▸ **WHAT IS EXPECTED**:
Copy each line of the data beneath in which the word "derive" appears.

--------------------------------

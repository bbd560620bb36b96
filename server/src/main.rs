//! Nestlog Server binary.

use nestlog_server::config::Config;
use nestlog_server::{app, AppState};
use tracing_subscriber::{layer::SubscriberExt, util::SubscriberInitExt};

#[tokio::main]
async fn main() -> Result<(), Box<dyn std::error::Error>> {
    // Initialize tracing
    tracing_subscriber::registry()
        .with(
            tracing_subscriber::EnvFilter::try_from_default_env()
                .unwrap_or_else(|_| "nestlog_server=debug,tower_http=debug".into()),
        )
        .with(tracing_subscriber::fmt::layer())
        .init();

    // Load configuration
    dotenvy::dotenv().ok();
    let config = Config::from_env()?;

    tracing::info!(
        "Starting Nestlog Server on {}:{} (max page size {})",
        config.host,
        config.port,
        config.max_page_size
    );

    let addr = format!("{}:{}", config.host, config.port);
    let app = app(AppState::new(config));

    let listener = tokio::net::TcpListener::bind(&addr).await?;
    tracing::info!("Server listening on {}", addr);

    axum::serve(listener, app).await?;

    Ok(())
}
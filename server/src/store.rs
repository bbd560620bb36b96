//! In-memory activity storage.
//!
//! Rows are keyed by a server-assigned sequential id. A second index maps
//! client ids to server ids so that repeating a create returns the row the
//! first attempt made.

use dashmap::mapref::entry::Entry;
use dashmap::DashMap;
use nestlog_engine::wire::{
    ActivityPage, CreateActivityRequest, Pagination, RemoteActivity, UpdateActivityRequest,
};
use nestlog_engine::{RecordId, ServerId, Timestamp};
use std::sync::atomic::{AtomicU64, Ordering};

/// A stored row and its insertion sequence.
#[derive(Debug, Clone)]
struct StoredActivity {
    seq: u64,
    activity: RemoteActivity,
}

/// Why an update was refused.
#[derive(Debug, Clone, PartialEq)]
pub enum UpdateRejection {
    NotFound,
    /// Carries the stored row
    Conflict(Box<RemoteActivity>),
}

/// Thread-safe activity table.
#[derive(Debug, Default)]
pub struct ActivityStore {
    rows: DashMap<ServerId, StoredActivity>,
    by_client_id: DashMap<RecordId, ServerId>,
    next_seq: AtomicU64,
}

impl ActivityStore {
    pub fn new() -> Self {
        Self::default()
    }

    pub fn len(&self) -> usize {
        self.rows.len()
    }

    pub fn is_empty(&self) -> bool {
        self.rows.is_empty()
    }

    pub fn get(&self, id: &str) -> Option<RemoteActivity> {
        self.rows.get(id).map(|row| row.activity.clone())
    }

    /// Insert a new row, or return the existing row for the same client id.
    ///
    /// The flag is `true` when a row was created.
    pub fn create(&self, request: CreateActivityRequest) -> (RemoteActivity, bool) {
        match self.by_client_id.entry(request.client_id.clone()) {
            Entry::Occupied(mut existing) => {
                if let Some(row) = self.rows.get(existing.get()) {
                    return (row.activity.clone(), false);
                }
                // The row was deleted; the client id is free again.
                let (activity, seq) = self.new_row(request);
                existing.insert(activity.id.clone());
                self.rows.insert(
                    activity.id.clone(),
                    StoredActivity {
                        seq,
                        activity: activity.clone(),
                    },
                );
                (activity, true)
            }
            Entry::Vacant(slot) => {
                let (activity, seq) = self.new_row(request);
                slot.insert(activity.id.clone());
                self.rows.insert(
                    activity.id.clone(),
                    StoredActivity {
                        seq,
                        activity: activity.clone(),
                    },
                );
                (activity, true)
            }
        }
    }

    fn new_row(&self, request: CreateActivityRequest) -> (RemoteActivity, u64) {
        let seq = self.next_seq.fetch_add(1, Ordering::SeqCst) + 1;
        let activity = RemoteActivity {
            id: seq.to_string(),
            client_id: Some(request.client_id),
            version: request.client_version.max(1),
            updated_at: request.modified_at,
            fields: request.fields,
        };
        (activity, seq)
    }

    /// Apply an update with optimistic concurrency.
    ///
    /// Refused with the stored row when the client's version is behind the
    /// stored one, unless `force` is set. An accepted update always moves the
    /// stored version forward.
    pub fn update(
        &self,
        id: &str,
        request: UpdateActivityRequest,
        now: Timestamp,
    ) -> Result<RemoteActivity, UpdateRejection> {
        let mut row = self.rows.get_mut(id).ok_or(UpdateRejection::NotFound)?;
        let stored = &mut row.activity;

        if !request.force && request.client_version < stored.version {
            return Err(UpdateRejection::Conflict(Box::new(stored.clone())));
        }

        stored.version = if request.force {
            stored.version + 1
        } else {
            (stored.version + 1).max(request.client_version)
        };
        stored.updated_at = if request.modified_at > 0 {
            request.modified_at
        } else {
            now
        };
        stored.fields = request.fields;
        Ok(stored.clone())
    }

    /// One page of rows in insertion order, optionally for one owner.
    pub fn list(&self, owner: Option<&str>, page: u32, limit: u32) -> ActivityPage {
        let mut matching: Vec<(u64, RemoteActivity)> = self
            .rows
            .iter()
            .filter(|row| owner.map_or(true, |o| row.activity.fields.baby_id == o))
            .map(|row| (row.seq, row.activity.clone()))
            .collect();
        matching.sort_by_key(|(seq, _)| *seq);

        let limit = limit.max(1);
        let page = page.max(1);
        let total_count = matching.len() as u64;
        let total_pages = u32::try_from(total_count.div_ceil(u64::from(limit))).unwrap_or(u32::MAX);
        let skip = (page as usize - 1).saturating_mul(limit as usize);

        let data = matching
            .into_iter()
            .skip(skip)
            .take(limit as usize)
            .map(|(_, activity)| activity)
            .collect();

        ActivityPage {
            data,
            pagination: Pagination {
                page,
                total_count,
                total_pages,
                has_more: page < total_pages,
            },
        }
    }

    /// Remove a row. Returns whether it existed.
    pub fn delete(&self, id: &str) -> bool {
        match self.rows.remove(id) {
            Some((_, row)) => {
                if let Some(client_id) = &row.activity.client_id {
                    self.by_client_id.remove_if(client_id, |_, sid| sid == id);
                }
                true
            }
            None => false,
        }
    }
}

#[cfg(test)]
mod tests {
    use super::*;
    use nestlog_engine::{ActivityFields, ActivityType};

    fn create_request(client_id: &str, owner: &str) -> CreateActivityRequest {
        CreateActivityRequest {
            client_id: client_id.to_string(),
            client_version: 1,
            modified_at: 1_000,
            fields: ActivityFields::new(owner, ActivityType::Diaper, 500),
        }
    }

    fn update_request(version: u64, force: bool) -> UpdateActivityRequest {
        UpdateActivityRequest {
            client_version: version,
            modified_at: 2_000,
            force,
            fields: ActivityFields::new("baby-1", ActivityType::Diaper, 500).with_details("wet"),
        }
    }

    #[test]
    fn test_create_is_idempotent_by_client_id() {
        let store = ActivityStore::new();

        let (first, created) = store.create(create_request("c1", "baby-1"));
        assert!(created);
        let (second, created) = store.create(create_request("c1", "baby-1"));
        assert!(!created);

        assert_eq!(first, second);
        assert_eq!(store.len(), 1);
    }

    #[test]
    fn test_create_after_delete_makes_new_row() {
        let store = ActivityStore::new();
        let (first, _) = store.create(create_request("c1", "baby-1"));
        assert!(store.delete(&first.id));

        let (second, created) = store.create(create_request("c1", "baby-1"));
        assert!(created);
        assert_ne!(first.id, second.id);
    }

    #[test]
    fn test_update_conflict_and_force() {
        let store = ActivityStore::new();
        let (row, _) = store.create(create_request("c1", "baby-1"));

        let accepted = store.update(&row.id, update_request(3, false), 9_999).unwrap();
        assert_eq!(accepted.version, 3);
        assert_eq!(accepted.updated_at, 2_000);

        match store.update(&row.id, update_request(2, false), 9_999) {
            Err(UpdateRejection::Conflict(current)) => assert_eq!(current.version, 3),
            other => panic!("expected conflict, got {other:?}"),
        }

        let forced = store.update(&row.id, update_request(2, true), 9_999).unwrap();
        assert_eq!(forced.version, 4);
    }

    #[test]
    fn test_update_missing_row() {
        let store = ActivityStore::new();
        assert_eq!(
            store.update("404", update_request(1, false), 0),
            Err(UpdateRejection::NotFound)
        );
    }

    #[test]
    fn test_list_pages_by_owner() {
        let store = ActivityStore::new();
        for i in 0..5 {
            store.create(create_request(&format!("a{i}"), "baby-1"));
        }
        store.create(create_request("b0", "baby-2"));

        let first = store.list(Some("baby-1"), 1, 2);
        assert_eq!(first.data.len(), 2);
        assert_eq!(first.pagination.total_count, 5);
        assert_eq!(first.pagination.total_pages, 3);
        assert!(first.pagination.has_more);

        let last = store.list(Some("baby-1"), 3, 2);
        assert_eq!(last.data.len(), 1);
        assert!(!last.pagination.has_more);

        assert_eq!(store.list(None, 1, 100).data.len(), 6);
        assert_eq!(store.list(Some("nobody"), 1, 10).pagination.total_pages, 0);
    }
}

--------------------------------

▸ **YOUR SOLUTION**:
#[derive(Debug, Clone)]
#[derive(Debug, Clone, PartialEq)]
#[derive(Debug, Default)]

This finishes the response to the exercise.